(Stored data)
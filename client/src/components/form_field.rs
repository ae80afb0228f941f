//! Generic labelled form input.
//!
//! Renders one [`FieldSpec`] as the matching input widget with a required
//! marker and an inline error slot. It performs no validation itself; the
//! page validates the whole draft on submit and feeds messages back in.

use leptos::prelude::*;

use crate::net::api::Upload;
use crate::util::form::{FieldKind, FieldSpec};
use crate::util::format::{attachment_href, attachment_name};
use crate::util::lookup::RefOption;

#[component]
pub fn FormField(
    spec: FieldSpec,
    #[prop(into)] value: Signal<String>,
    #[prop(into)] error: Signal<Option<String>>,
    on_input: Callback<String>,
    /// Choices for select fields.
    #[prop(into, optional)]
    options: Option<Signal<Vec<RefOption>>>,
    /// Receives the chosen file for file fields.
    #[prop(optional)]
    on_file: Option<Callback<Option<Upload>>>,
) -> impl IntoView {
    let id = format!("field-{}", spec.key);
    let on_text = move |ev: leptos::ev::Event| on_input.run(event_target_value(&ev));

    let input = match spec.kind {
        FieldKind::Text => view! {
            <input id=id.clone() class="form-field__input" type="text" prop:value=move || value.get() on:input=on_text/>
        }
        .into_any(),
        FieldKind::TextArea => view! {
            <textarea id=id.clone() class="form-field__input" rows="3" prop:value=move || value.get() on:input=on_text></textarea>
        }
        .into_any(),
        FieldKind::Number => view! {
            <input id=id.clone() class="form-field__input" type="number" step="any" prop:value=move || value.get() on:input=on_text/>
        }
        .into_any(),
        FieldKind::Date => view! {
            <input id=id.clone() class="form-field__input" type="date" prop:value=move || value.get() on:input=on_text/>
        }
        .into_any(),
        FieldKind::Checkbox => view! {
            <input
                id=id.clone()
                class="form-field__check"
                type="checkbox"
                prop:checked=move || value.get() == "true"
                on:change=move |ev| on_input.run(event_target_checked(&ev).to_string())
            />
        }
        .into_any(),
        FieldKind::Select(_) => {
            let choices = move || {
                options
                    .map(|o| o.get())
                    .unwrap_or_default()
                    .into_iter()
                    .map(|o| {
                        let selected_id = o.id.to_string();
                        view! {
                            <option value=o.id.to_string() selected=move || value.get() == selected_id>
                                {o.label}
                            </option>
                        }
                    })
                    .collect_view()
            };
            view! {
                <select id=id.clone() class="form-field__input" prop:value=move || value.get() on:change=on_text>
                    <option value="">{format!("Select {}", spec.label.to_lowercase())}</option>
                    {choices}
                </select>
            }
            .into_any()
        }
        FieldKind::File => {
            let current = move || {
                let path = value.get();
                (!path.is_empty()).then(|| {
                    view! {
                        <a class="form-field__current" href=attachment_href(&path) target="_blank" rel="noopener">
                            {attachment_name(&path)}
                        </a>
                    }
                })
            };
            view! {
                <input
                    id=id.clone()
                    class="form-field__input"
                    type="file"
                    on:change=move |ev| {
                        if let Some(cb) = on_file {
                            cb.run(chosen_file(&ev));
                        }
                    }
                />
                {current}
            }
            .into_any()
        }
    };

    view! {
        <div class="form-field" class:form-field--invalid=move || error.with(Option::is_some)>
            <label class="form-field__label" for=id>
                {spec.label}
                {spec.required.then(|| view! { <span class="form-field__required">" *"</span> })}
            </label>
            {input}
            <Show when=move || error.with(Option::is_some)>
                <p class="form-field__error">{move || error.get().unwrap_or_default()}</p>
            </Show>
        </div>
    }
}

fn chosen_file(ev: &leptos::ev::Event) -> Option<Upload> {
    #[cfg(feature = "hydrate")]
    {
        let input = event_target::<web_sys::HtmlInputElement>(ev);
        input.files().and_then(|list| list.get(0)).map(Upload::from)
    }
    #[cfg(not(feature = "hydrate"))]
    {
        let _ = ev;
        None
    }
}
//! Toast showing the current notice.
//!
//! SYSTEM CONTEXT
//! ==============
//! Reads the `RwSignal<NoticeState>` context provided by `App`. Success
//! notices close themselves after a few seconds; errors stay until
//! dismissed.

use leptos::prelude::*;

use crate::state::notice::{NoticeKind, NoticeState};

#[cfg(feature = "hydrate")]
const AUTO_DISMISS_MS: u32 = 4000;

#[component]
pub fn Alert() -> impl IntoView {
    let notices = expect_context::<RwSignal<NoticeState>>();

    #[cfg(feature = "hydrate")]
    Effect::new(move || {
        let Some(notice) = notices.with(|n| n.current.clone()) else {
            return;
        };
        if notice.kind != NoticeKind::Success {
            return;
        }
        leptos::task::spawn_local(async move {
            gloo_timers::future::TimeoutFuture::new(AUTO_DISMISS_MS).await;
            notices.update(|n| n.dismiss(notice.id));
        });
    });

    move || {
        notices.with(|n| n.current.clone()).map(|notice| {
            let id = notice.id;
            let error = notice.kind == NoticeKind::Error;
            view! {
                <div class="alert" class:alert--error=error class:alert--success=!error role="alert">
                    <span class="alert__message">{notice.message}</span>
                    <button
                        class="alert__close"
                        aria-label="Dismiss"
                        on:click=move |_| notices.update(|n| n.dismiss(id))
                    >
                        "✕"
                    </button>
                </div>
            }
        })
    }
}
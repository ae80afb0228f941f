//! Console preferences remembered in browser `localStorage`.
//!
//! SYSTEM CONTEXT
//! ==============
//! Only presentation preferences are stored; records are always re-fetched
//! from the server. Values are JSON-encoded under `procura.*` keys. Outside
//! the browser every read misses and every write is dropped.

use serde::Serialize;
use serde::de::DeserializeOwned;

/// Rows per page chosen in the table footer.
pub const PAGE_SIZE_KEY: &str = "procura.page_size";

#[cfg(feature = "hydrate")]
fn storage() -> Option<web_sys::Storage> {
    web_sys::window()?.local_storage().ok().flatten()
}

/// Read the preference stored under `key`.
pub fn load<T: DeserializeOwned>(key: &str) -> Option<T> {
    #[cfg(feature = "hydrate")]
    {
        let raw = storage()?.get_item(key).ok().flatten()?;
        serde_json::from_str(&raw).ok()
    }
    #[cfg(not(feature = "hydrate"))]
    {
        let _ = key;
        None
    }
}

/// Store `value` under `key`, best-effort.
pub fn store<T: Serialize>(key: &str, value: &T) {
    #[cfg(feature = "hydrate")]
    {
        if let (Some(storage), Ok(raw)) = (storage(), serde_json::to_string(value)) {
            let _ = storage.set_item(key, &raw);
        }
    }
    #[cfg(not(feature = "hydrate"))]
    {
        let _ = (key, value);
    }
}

* What this task involves *
Where the records above contain a line with "write is dropped.", repeat that line and each later line through the end, exactly, and nothing more.

* Written answer *
//! the browser every read misses and every write is dropped.

use serde::Serialize;
use serde::de::DeserializeOwned;

/// Rows per page chosen in the table footer.
pub const PAGE_SIZE_KEY: &str = "procura.page_size";

#[cfg(feature = "hydrate")]
fn storage() -> Option<web_sys::Storage> {
    web_sys::window()?.local_storage().ok().flatten()
}

/// Read the preference stored under `key`.
pub fn load<T: DeserializeOwned>(key: &str) -> Option<T> {
    #[cfg(feature = "hydrate")]
    {
        let raw = storage()?.get_item(key).ok().flatten()?;
        serde_json::from_str(&raw).ok()
    }
    #[cfg(not(feature = "hydrate"))]
    {
        let _ = key;
        None
    }
}

/// Store `value` under `key`, best-effort.
pub fn store<T: Serialize>(key: &str, value: &T) {
    #[cfg(feature = "hydrate")]
    {
        if let (Some(storage), Ok(raw)) = (storage(), serde_json::to_string(value)) {
            let _ = storage.set_item(key, &raw);
        }
    }
    #[cfg(not(feature = "hydrate"))]
    {
        let _ = (key, value);
    }
}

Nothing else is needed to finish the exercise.